Acquisition of Home Port
On December 31, 2000, the Company completed its acquisition of Home Port and its bank subsidiary, Nantucket Bank, in a transaction accounted for under the purchase method of accounting. Accordingly, while the consolidated assets and liabilities of Home Port are reflected in the Company’s consolidated balance sheets at September 30, 2001 and December 31, 2000, the results of operations of Home Port for the three and nine month periods ended September 30, 2000 are not included in the Company’s consolidated statements of income for those periods.

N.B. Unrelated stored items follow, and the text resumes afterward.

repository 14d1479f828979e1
//! crates/portfolio_core/src/ports.rs
//!
//! Defines the service contracts (traits) the core depends on.
//! These traits form the boundary of the hexagonal architecture: the core never
//! touches a filesystem or the network directly, only these ports.

use async_trait::async_trait;

//=========================================================================================
// Generic Port Error and Result Types
//=========================================================================================

/// The error type for all core operations and port implementations.
#[derive(Debug, thiserror::Error)]
pub enum PortError {
    /// A required field was missing, empty, or malformed. Names the field.
    #[error("Validation failed: {0}")]
    Validation(String),
    #[error("Item not found: {0}")]
    NotFound(String),
    /// A persisted collection could not be read back.
    #[error("Persisted data is corrupt: {0}")]
    Corrupt(String),
    /// The remote chat-completion service failed.
    #[error("External service error: {0}")]
    ExternalService(String),
    #[error("An unexpected error occurred: {0}")]
    Unexpected(String),
}

/// A convenience type alias for `Result<T, PortError>`.
pub type PortResult<T> = Result<T, PortError>;

//=========================================================================================
// Service Ports (Traits)
//=========================================================================================

/// String key/value storage, the server-side stand-in for browser local storage.
pub trait KeyValueStore: Send + Sync {
    /// Returns `None` when nothing is stored under `key`.
    fn get(&self, key: &str) -> PortResult<Option<String>>;

    fn set(&self, key: &str, value: &str) -> PortResult<()>;

    /// Removing an absent key is not an error.
    fn remove(&self, key: &str) -> PortResult<()>;
}

#[async_trait]
pub trait ChatCompletionService: Send + Sync {
    /// Sends one user message (with the adapter's own system prompt) and returns
    /// the first completion text.
    async fn complete(&self, message: &str) -> PortResult<String>;
}
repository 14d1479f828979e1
pub mod adapters;
pub mod config;
pub mod error;
pub mod web;
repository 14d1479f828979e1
//! services/api/src/web/meetings.rs
//!
//! Handlers for the meeting scheduler. The booking form arrives as strings, the
//! way an HTML form posts it; parsing into typed fields happens here and
//! validation happens in the core scheduler.

use crate::web::{
    error::{ErrorResponse, HttpError},
    state::{run_blocking, AppState},
};
use axum::{
    extract::{
        rejection::{JsonRejection, PathRejection},
        Path, State,
    },
    http::StatusCode,
    response::{IntoResponse, Json},
};
use chrono::{DateTime, NaiveDate, Utc, Weekday};
use portfolio_core::{
    domain::clock_time,
    scheduler::weekly_availability,
    Meeting, MeetingFormat, MeetingRequest, MeetingType, PortError, PortResult,
};
use serde::{Deserialize, Serialize};
use std::sync::Arc;
use tracing::info;
use utoipa::ToSchema;

//=========================================================================================
// API Response and Payload Structs
//=========================================================================================

/// Duration in minutes. Forms post it as a string, scripts as a number.
#[derive(Serialize, Deserialize, Debug, Clone, PartialEq, ToSchema)]
#[serde(untagged)]
pub enum Minutes {
    Number(u32),
    Text(String),
}

impl Minutes {
    fn parse(&self) -> PortResult<Option<u32>> {
        match self {
            Minutes::Number(n) => Ok(Some(*n)),
            Minutes::Text(raw) if raw.trim().is_empty() => Ok(None),
            Minutes::Text(raw) => raw
                .trim()
                .parse::<u32>()
                .map(Some)
                .map_err(|_| PortError::Validation(format!("duration '{}' is not a number", raw))),
        }
    }
}

/// The booking form, used for both create and update.
#[derive(Serialize, Deserialize, Debug, Clone, Default, ToSchema)]
#[serde(default)]
pub struct MeetingPayload {
    pub name: String,
    pub email: String,
    pub phone: String,
    #[serde(rename = "type")]
    pub meeting_type: String,
    pub format: String,
    /// `YYYY-MM-DD`
    pub date: String,
    /// `HH:MM`
    pub time: String,
    pub duration: Option<Minutes>,
    pub topic: String,
}

impl MeetingPayload {
    /// Blank fields become `None` so the scheduler reports them as missing.
    /// Fields that are present but unparseable are rejected here.
    pub fn into_request(self) -> PortResult<MeetingRequest> {
        let meeting_type = non_blank(&self.meeting_type)
            .map(|raw| {
                raw.parse::<MeetingType>()
                    .map_err(|e| PortError::Validation(format!("type: {}", e)))
            })
            .transpose()?;
        let format = non_blank(&self.format)
            .map(|raw| {
                raw.parse::<MeetingFormat>()
                    .map_err(|e| PortError::Validation(format!("format: {}", e)))
            })
            .transpose()?;
        let date = non_blank(&self.date)
            .map(|raw| {
                NaiveDate::parse_from_str(raw, "%Y-%m-%d").map_err(|_| {
                    PortError::Validation(format!("date '{}' is not YYYY-MM-DD", raw))
                })
            })
            .transpose()?;
        let time = non_blank(&self.time)
            .map(|raw| {
                clock_time::parse(raw)
                    .map_err(|_| PortError::Validation(format!("time '{}' is not HH:MM", raw)))
            })
            .transpose()?;
        let duration = match &self.duration {
            Some(minutes) => minutes.parse()?,
            None => None,
        };

        Ok(MeetingRequest {
            name: self.name,
            email: self.email,
            phone: self.phone,
            meeting_type,
            format,
            date,
            time,
            duration,
            topic: self.topic,
        })
    }
}

fn non_blank(raw: &str) -> Option<&str> {
    let trimmed = raw.trim();
    (!trimmed.is_empty()).then_some(trimmed)
}

#[derive(Serialize, Deserialize, ToSchema)]
#[serde(rename_all = "camelCase")]
pub struct MeetingView {
    pub id: u64,
    pub name: String,
    pub email: String,
    pub phone: String,
    #[serde(rename = "type")]
    pub meeting_type: String,
    pub format: String,
    pub date: String,
    pub time: String,
    pub duration: u32,
    pub topic: String,
    pub created_at: DateTime<Utc>,
    pub status: String,
}

impl From<&Meeting> for MeetingView {
    fn from(meeting: &Meeting) -> Self {
        Self {
            id: meeting.id,
            name: meeting.name.clone(),
            email: meeting.email.clone(),
            phone: meeting.phone.clone(),
            meeting_type: meeting.meeting_type.to_string(),
            format: meeting.format.to_string(),
            date: meeting.date.format("%Y-%m-%d").to_string(),
            time: meeting.time.format("%H:%M").to_string(),
            duration: meeting.duration,
            topic: meeting.topic.clone(),
            created_at: meeting.created_at,
            status: meeting.status.as_str().to_string(),
        }
    }
}

/// One weekday's bookable window. `start` and `end` are `HH:00`, end exclusive.
#[derive(Serialize, Deserialize, ToSchema)]
pub struct AvailabilityView {
    pub day: String,
    pub open: bool,
    pub start: Option<String>,
    pub end: Option<String>,
}

fn day_name(weekday: Weekday) -> &'static str {
    match weekday {
        Weekday::Mon => "Monday",
        Weekday::Tue => "Tuesday",
        Weekday::Wed => "Wednesday",
        Weekday::Thu => "Thursday",
        Weekday::Fri => "Friday",
        Weekday::Sat => "Saturday",
        Weekday::Sun => "Sunday",
    }
}

//=========================================================================================
// REST API Handlers
//=========================================================================================

/// List bookings, newest first.
#[utoipa::path(
    get,
    path = "/meetings",
    responses(
        (status = 200, description = "All bookings", body = [MeetingView])
    )
)]
pub async fn list_meetings_handler(
    State(app_state): State<Arc<AppState>>,
) -> Json<Vec<MeetingView>> {
    let scheduler = app_state.scheduler.lock().await;
    Json(scheduler.list().iter().map(MeetingView::from).collect())
}

/// Book a meeting.
#[utoipa::path(
    post,
    path = "/meetings",
    request_body = MeetingPayload,
    responses(
        (status = 201, description = "Meeting booked", body = MeetingView),
        (status = 400, description = "Missing field, past date or unavailable time", body = ErrorResponse)
    )
)]
pub async fn create_meeting_handler(
    State(app_state): State<Arc<AppState>>,
    payload: Result<Json<MeetingPayload>, JsonRejection>,
) -> Result<impl IntoResponse, HttpError> {
    let Json(payload) = payload?;
    let request = payload.into_request()?;
    let meeting =
        run_blocking(&app_state.scheduler, move |scheduler| scheduler.create(request)).await?;

    info!(
        "Meeting {} booked for {} at {}",
        meeting.id, meeting.date, meeting.time
    );
    Ok((StatusCode::CREATED, Json(MeetingView::from(&meeting))))
}

/// Fetch one booking.
#[utoipa::path(
    get,
    path = "/meetings/{id}",
    params(("id" = u64, Path, description = "Meeting id")),
    responses(
        (status = 200, description = "The booking", body = MeetingView),
        (status = 404, description = "No such booking", body = ErrorResponse)
    )
)]
pub async fn get_meeting_handler(
    State(app_state): State<Arc<AppState>>,
    id: Result<Path<u64>, PathRejection>,
) -> Result<Json<MeetingView>, HttpError> {
    let Path(id) = id?;
    let scheduler = app_state.scheduler.lock().await;
    Ok(Json(MeetingView::from(scheduler.get(id)?)))
}

/// Replace a booking's details. The whole form is validated again.
#[utoipa::path(
    put,
    path = "/meetings/{id}",
    params(("id" = u64, Path, description = "Meeting id")),
    request_body = MeetingPayload,
    responses(
        (status = 200, description = "Updated booking", body = MeetingView),
        (status = 400, description = "Invalid form", body = ErrorResponse),
        (status = 404, description = "No such booking", body = ErrorResponse)
    )
)]
pub async fn update_meeting_handler(
    State(app_state): State<Arc<AppState>>,
    id: Result<Path<u64>, PathRejection>,
    payload: Result<Json<MeetingPayload>, JsonRejection>,
) -> Result<Json<MeetingView>, HttpError> {
    let Path(id) = id?;
    let Json(payload) = payload?;
    let request = payload.into_request()?;
    let meeting = run_blocking(&app_state.scheduler, move |scheduler| {
        scheduler.update(id, request)
    })
    .await?;
    Ok(Json(MeetingView::from(&meeting)))
}

/// Cancel a booking.
#[utoipa::path(
    delete,
    path = "/meetings/{id}",
    params(("id" = u64, Path, description = "Meeting id")),
    responses(
        (status = 204, description = "Booking cancelled"),
        (status = 404, description = "No such booking", body = ErrorResponse)
    )
)]
pub async fn delete_meeting_handler(
    State(app_state): State<Arc<AppState>>,
    id: Result<Path<u64>, PathRejection>,
) -> Result<StatusCode, HttpError> {
    let Path(id) = id?;
    let cancelled =
        run_blocking(&app_state.scheduler, move |scheduler| scheduler.remove(id)).await?;
    info!("Meeting {} cancelled", cancelled.id);
    Ok(StatusCode::NO_CONTENT)
}

/// The weekly availability table, Monday first.
#[utoipa::path(
    get,
    path = "/meetings/availability",
    responses(
        (status = 200, description = "Bookable hours per weekday", body = [AvailabilityView])
    )
)]
pub async fn availability_handler() -> Json<Vec<AvailabilityView>> {
    let week = weekly_availability()
        .into_iter()
        .map(|day| AvailabilityView {
            day: day_name(day.weekday).to_string(),
            open: day.hours.is_some(),
            start: day.hours.map(|(start, _)| format!("{:02}:00", start)),
            end: day.hours.map(|(_, end)| format!("{:02}:00", end)),
        })
        .collect();
    Json(week)
}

The impact of this acquisition on the consolidated statements of income for the three and nine month periods ended September 30, 2001 has been segregated in the accompanying discussion of the comparison of operating results for 2001 and 2000.
Comparison of Financial Condition at September 30, 2001 and December 31, 2000
Total assets increased by $445.1 million from $2,890.8 million at December 31, 2000 to $3,335.9 million at September 30, 2001. During the nine months ended September 30, 2001, the loan portfolio, excluding loans held-for-sale, increased by $223.0 million, or 9.4%, which was funded principally by additional Federal Home Loan Bank advances. During the first half of 2001, the Company’s borrowings from the Federal Home Loan Bank (FHLB) exceeded its actual funding needs. This was done for two reasons. First, management considered the interest rates offered by the FHLB to be favorable. In addition, these borrowings provided liquidity in the event of possible deposit outflows in 2001 due to the likely repricing of maturing certificates of deposit to substantially lower rates. As a result of this strategy, at June 30, 2001, the Company held federal funds sold and other cash equivalents of $75 million in excess of its historical levels.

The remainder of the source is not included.